I have pushed some small doc changes to the QtQuickVcp repo. 
I've submitted a more substantial doc page to machinekoder's copy of the 
MK-doc repo - it basically reworks parts 2 & 3 of his MT explained series 
by adding some details around different messaging libraries.  
I went to the trouble of looking some things up, so I figured I might as 
well record that if it helps stop someone else using their time the same 
way.

I did this because it seemed that one way to systematically understand what 
MK/T does, and how it is done, is to understand its requirements.
My thinking is: the requirements can be thought of as user or dev 
constraints. And also because it was interesting ;) 

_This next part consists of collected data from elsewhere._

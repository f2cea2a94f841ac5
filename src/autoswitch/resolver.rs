//! Rule-based auto-switch resolver
//!
//! Tracks running processes that match an active rule and derives the single
//! profile currently required by them. The rule set, the running index and the
//! derived profile share one lock, so a rule swap and a process event never
//! interleave.

use crate::autoswitch::rules::{ProfileRule, RuleSet};
use crate::autoswitch::watcher::{ProcessInfo, ProcessSource};
use crate::error::Result;
use crate::events::{EventBus, Subscription};
use crate::profile::mode::AudioProfile;
use log::{debug, info, warn};
use std::collections::BTreeMap;
use std::sync::{Arc, Mutex, MutexGuard};

/// Emitted whenever the required profile changes
#[derive(Debug, Clone, PartialEq, Eq)]
pub struct ProfileChangeRequired {
    /// `None` when no running process asserts a profile any more
    pub required: Option<AudioProfile>,
    /// Winning rule after the change
    pub rule: Option<ProfileRule>,
    /// Process whose start or stop caused the change; `None` after a full rescan
    pub process_name: Option<String>,
}

/// A running process matched by a rule
#[derive(Debug, Clone)]
struct Tracked {
    name: String,
    rule: ProfileRule,
}

struct ResolverState {
    rules: RuleSet,
    /// Keyed by pid; iteration order makes the lowest pid win priority ties
    running: BTreeMap<u32, Tracked>,
    required: Option<AudioProfile>,
}

impl ResolverState {
    /// The tracked processes as a snapshot, for re-filtering when a live scan fails
    fn tracked_processes(&self) -> Vec<ProcessInfo> {
        self.running
            .iter()
            .map(|(&pid, tracked)| ProcessInfo::new(pid, tracked.name.clone()))
            .collect()
    }
}

pub struct AutoSwitchResolver {
    source: Arc<dyn ProcessSource>,
    state: Mutex<ResolverState>,
    changes: EventBus<ProfileChangeRequired>,
}

impl AutoSwitchResolver {
    /// Resolver with no rules
    pub fn new(source: Arc<dyn ProcessSource>) -> Self {
        Self {
            source,
            state: Mutex::new(ResolverState {
                rules: RuleSet::default(),
                running: BTreeMap::new(),
                required: None,
            }),
            changes: EventBus::new(),
        }
    }

    /// Resolver with `rules` active; running processes are not scanned yet
    pub fn with_rules(source: Arc<dyn ProcessSource>, rules: &[ProfileRule]) -> Self {
        let resolver = Self::new(source);
        resolver.lock().rules = RuleSet::from_rules(rules);
        resolver
    }

    fn lock(&self) -> MutexGuard<'_, ResolverState> {
        self.state.lock().unwrap_or_else(|e| e.into_inner())
    }

    pub fn subscribe(&self) -> Subscription<ProfileChangeRequired> {
        self.changes.subscribe()
    }

    pub fn process_source(&self) -> Arc<dyn ProcessSource> {
        Arc::clone(&self.source)
    }

    /// Current derived value; `None` means nothing requires a profile
    pub fn required_profile(&self) -> Option<AudioProfile> {
        self.lock().required
    }

    /// Rule currently deciding the required profile
    pub fn active_rule(&self) -> Option<ProfileRule> {
        let state = self.lock();
        winner(&state.running).map(|(_, tracked)| tracked.rule.clone())
    }

    /// Number of tracked processes
    pub fn tracked_count(&self) -> usize {
        self.lock().running.len()
    }

    /// Swap the whole rule set and rebuild the index from the live process list.
    ///
    /// If the process list cannot be read, the processes already tracked are
    /// re-matched against the new rules instead.
    pub fn update_rules(&self, rules: &[ProfileRule]) {
        let snapshot = self.source.snapshot();
        let mut state = self.lock();
        state.rules = RuleSet::from_rules(rules);
        info!("Auto-switch rules updated: {} active", state.rules.len());
        let processes = scanned_or_tracked(snapshot, &state);
        self.rebuild(&mut state, &processes);
    }

    /// Rebuild the index from the live process list with the current rules
    pub fn check_running_processes(&self) {
        let snapshot = self.source.snapshot();
        let mut state = self.lock();
        let processes = scanned_or_tracked(snapshot, &state);
        self.rebuild(&mut state, &processes);
    }

    /// Rebuild the index from an already-taken snapshot
    pub fn rescan_with(&self, processes: &[ProcessInfo]) {
        let mut state = self.lock();
        self.rebuild(&mut state, processes);
    }

    pub fn process_started(&self, pid: u32, name: &str) {
        let mut state = self.lock();
        let Some(rule) = state.rules.find(name).cloned() else {
            return;
        };
        debug!("Tracked process started: {} ({}) -> {}", name, pid, rule.target_profile);
        state.running.insert(
            pid,
            Tracked {
                name: name.to_string(),
                rule,
            },
        );
        self.recompute(&mut state, Some(name));
    }

    pub fn process_stopped(&self, pid: u32, name: &str) {
        let mut state = self.lock();
        if state.running.remove(&pid).is_none() {
            return;
        }
        debug!("Tracked process stopped: {} ({})", name, pid);
        self.recompute(&mut state, Some(name));
    }

    fn rebuild(&self, state: &mut ResolverState, processes: &[ProcessInfo]) {
        let running: BTreeMap<u32, Tracked> = processes
            .iter()
            .filter_map(|p| {
                state.rules.find(&p.name).map(|rule| {
                    (
                        p.pid,
                        Tracked {
                            name: p.name.clone(),
                            rule: rule.clone(),
                        },
                    )
                })
            })
            .collect();
        debug!("Rescan: {} of {} processes match a rule", running.len(), processes.len());
        state.running = running;
        self.recompute(state, None);
    }

    /// Publishes under the lock so subscribers see changes in order
    fn recompute(&self, state: &mut ResolverState, process_name: Option<&str>) {
        let win = winner(&state.running).map(|(_, tracked)| tracked.rule.clone());
        let required = win.as_ref().map(|rule| rule.target_profile);
        if required == state.required {
            return;
        }

        info!(
            "Required profile: {:?} -> {:?} (rule: {})",
            state.required,
            required,
            win.as_ref().map(|r| r.label()).unwrap_or("none")
        );
        state.required = required;
        self.changes.publish(&ProfileChangeRequired {
            required,
            rule: win,
            process_name: process_name.map(str::to_string),
        });
    }
}

/// Live process list, or the tracked processes when the scan failed
fn scanned_or_tracked(snapshot: Result<Vec<ProcessInfo>>, state: &ResolverState) -> Vec<ProcessInfo> {
    snapshot.unwrap_or_else(|e| {
        warn!(
            "Process scan failed, keeping {} tracked processes: {}",
            state.running.len(),
            e
        );
        state.tracked_processes()
    })
}

/// Highest priority wins.
///
/// Equal priorities are settled by the lowest process id. This is the tie-break
/// policy, not an accident of map order: it keeps the winner stable across
/// rescans, which may discover processes in any order.
fn winner(running: &BTreeMap<u32, Tracked>) -> Option<(u32, &Tracked)> {
    let mut best: Option<(u32, &Tracked)> = None;
    for (&pid, tracked) in running {
        match best {
            Some((_, current)) if current.rule.priority >= tracked.rule.priority => {}
            _ => best = Some((pid, tracked)),
        }
    }
    best
}

#[cfg(test)]
mod tests {
    use super::*;
    use crate::autoswitch::watcher::mocks::MockProcessSource;

    fn rules() -> Vec<ProfileRule> {
        vec![
            ProfileRule::new("zoom.exe", "Zoom", AudioProfile::Calls, 100),
            ProfileRule::new("spotify.exe", "Spotify", AudioProfile::Music, 50),
            ProfileRule::new("discord.exe", "Discord", AudioProfile::Calls, 90),
        ]
    }

    fn resolver() -> (AutoSwitchResolver, Arc<MockProcessSource>) {
        let source = Arc::new(MockProcessSource::new());
        (AutoSwitchResolver::with_rules(source.clone(), &rules()), source)
    }

    #[test]
    fn test_unmatched_process_is_ignored() {
        let (resolver, _) = resolver();
        resolver.process_started(1, "notepad.exe");
        assert_eq!(resolver.tracked_count(), 0);
        assert_eq!(resolver.required_profile(), None);
    }

    #[test]
    fn test_highest_priority_wins() {
        let (resolver, _) = resolver();
        resolver.process_started(5, "Spotify.exe");
        assert_eq!(resolver.required_profile(), Some(AudioProfile::Music));

        resolver.process_started(6, "zoom.exe");
        assert_eq!(resolver.required_profile(), Some(AudioProfile::Calls));

        resolver.process_stopped(6, "zoom.exe");
        assert_eq!(resolver.required_profile(), Some(AudioProfile::Music));
    }

    #[test]
    fn test_tie_goes_to_lowest_pid() {
        let source = Arc::new(MockProcessSource::new());
        let resolver = AutoSwitchResolver::with_rules(
            source,
            &[
                ProfileRule::new("a.exe", "A", AudioProfile::Calls, 10),
                ProfileRule::new("b.exe", "B", AudioProfile::Music, 10),
            ],
        );
        resolver.process_started(20, "a.exe");
        resolver.process_started(3, "b.exe");
        assert_eq!(resolver.active_rule().unwrap().process_name, "b.exe");
        assert_eq!(resolver.required_profile(), Some(AudioProfile::Music));
    }

    #[test]
    fn test_event_carries_rule_and_process() {
        let (resolver, _) = resolver();
        let sub = resolver.subscribe();
        resolver.process_started(9, "Discord.exe");

        let change = sub.try_recv().unwrap();
        assert_eq!(change.required, Some(AudioProfile::Calls));
        assert_eq!(change.rule.unwrap().display_name, "Discord");
        assert_eq!(change.process_name.as_deref(), Some("Discord.exe"));
    }

    #[test]
    fn test_same_profile_emits_once() {
        let (resolver, _) = resolver();
        let sub = resolver.subscribe();
        resolver.process_started(1, "discord.exe");
        resolver.process_started(2, "zoom.exe");
        resolver.process_stopped(1, "discord.exe");
        assert_eq!(sub.drain().len(), 1);
    }

    #[test]
    fn test_stop_of_untracked_pid_is_ignored() {
        let (resolver, _) = resolver();
        let sub = resolver.subscribe();
        resolver.process_stopped(77, "zoom.exe");
        assert!(sub.try_recv().is_none());
    }

    #[test]
    fn test_rescan_event_has_no_process_name() {
        let (resolver, source) = resolver();
        source.spawn(4, "zoom.exe");
        let sub = resolver.subscribe();
        resolver.check_running_processes();

        let change = sub.try_recv().unwrap();
        assert_eq!(change.required, Some(AudioProfile::Calls));
        assert!(change.process_name.is_none());
    }

    #[test]
    fn test_update_rules_drops_disabled() {
        let (resolver, source) = resolver();
        source.spawn(4, "zoom.exe");
        resolver.check_running_processes();

        let mut disabled = ProfileRule::new("zoom.exe", "Zoom", AudioProfile::Calls, 100);
        disabled.enabled = false;
        resolver.update_rules(&[disabled]);
        assert_eq!(resolver.required_profile(), None);
        assert_eq!(resolver.tracked_count(), 0);
    }

    #[test]
    fn test_failed_scan_keeps_tracked_processes() {
        let (resolver, source) = resolver();
        source.spawn(4, "zoom.exe");
        source.spawn(5, "spotify.exe");
        resolver.check_running_processes();
        let sub = resolver.subscribe();

        source.fail(true);
        resolver.check_running_processes();
        assert_eq!(resolver.tracked_count(), 2);
        assert_eq!(resolver.required_profile(), Some(AudioProfile::Calls));

        // New rules are applied to the tracked processes
        resolver.update_rules(&[ProfileRule::new("spotify", "Spotify", AudioProfile::Music, 50)]);
        assert_eq!(resolver.tracked_count(), 1);
        assert_eq!(resolver.required_profile(), Some(AudioProfile::Music));
        assert_eq!(
            sub.drain().into_iter().map(|c| c.required).collect::<Vec<_>>(),
            vec![Some(AudioProfile::Music)]
        );
    }

    #[test]
    fn test_failed_scan_with_nothing_tracked() {
        let (resolver, source) = resolver();
        source.spawn(4, "zoom.exe");
        source.fail(true);
        resolver.check_running_processes();
        assert_eq!(resolver.required_profile(), None);
    }
}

Anyway, I do have some questions around MK's requirements.  Rather than 
save them up and list them all at once, then have several conversations in 
one thread, I'll ask as they arise.

I am recording what I do in a requirements page in the docs and will push 
PR's as I go.   Anyway, to the point....

One MK/T requirement currently is:

*Blocking and Non-Blocking Message Handling* 

*The transport library shall be able to send and receive messages in a 
blocking as well as a non-blocking fashion without resorting to cyclically 
polling for new messages to be available.*



*Assumption 1: This only concerns messages between the RPC server and 
client.  (Or does this apply to all messages passed between any MK/T 
components?)*

*Assumption 2: The RPC client and server are described by the FSM*
* rpcclient.dot and rpcservice.dot here [1]*

*Assumption 3: These two FSM's are among a set of many more FSM's that must 
be implemented when creating a new language binding, as described here [2]. 
* 


Q1: Are these assumptions correct?  That is, all MK/T messages must be via 
the RPC client/server, and these are described completely by the two FSM's 
in Assumption 2.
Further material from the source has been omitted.